Но Люба не смеялась: должно быть, она боялась Триши. Она густо покраснела и с натугой ответила:

— Мара хорошая. А с тобой я только кадриль умею танцевать, а не разговаривать.

— Ну что ж, потанцуем, Люба.

Манюшка пищала умоляюще:

— Да ты кушай, Тришенька. Вот пирожков возьми, вареньица… Ведь ты гостинёчек всем нам дорогой.

Триша шутил:

— Ты, тётя Маня, всех одинаково ласкаешь — и купца, и моего отца. И всем одни и те же песенки поёшь.
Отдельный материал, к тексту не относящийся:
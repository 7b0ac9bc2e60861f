// Service exports
pub mod events;
pub mod feedback;
pub mod model_loader;

pub use events::EventCatalog;
pub use feedback::{FeedbackError, FeedbackStore};
pub use model_loader::{load_predictor, parse_predictor, predictor_from_settings, ModelLoadError};
use std::fmt;
use std::sync::Arc;

use thiserror::Error;

use crate::core::features::FeatureVector;

/// Errors raised while applying a learned model to one feature vector
#[derive(Debug, Error)]
pub enum PredictError {
    #[error("Prediction is not a finite number: {0}")]
    NonFinite(f64),

    #[error("Tree {tree} did not reach a leaf after {steps} steps")]
    UnterminatedTree { tree: usize, steps: usize },

    #[error("Tree {tree} references missing node {node}")]
    MissingNode { tree: usize, node: usize },

    #[error("Model references feature {0}")]
    FeatureOutOfRange(usize),

    #[error("Expected {expected} {what}, found {found}")]
    ShapeMismatch {
        what: &'static str,
        expected: usize,
        found: usize,
    },
}

/// A learned model mapping a feature vector to a continuous value,
/// nominally in [0, 1]
pub trait Predict: fmt::Debug + Send + Sync {
    fn predict(&self, features: &FeatureVector) -> Result<f64, PredictError>;

    /// Short model family name for logs and health output
    fn kind(&self) -> &'static str;
}

/// Scoring strategy chosen once, when the model is loaded
#[derive(Debug, Clone, Default)]
pub enum Predictor {
    /// Callable model; its output is scaled by 100
    Learned(Arc<dyn Predict>),
    /// Fixed weights applied as a dot product with the feature vector
    Coefficients(Vec<f64>),
    /// No usable model; every score comes from the fallback formula
    #[default]
    Unavailable,
}

impl Predictor {
    pub fn learned<P: Predict + 'static>(model: P) -> Self {
        Predictor::Learned(Arc::new(model))
    }

    /// Coefficient predictor; an empty list carries no weights and is unusable
    pub fn coefficients(values: Vec<f64>) -> Self {
        if values.is_empty() {
            Predictor::Unavailable
        } else {
            Predictor::Coefficients(values)
        }
    }

    pub fn is_available(&self) -> bool {
        !matches!(self, Predictor::Unavailable)
    }

    /// Human readable mode, e.g. `learned:forest`, `coefficients`, `fallback`
    pub fn describe(&self) -> String {
        match self {
            Predictor::Learned(model) => format!("learned:{}", model.kind()),
            Predictor::Coefficients(_) => "coefficients".to_string(),
            Predictor::Unavailable => "fallback".to_string(),
        }
    }
}

#[cfg(test)]
mod tests {
    use super::*;

    #[derive(Debug)]
    struct Constant(f64);

    impl Predict for Constant {
        fn predict(&self, _features: &FeatureVector) -> Result<f64, PredictError> {
            Ok(self.0)
        }

        fn kind(&self) -> &'static str {
            "constant"
        }
    }

    #[test]
    fn test_empty_coefficients_are_unavailable() {
        assert!(!Predictor::coefficients(vec![]).is_available());
        assert!(Predictor::coefficients(vec![1.0]).is_available());
    }

    #[test]
    fn test_describe() {
        assert_eq!(Predictor::learned(Constant(0.5)).describe(), "learned:constant");
        assert_eq!(Predictor::coefficients(vec![2.0]).describe(), "coefficients");
        assert_eq!(Predictor::default().describe(), "fallback");
    }
}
Жизнь ты свою проживёшь легко, без зазрения совести.

— Я всем, Тришенька, приятная. Никто меня не корит, и для всех у меня доброе слово найдётся.

— Да и я тебя не корю, тётя Маня. Чтобы так жить, как ты, надо уметь. Ты большая искусница. — Он оторвался от чая и выпрямился с озабоченным лицом. — Сейчас у биржи и у рыболовецких контор — страшенные толпы. Кажется, никогда ещё в Астрахани не было столько народу. Каждый пароход выбрасывает сотни семей. И всё мужики. Бегут из деревень. Наши рыбники и подрядчики руки потирают: задаром люди нанимаются, и каторга их не страшит. А сколько народу остаётся без работы! Как цыганы, таборами сидят на своих лохмотьях — и на берегу, и на улицах, и на пустырях. Много больных. Боюсь, как бы холеры не было. Здесь она постоянная гостья.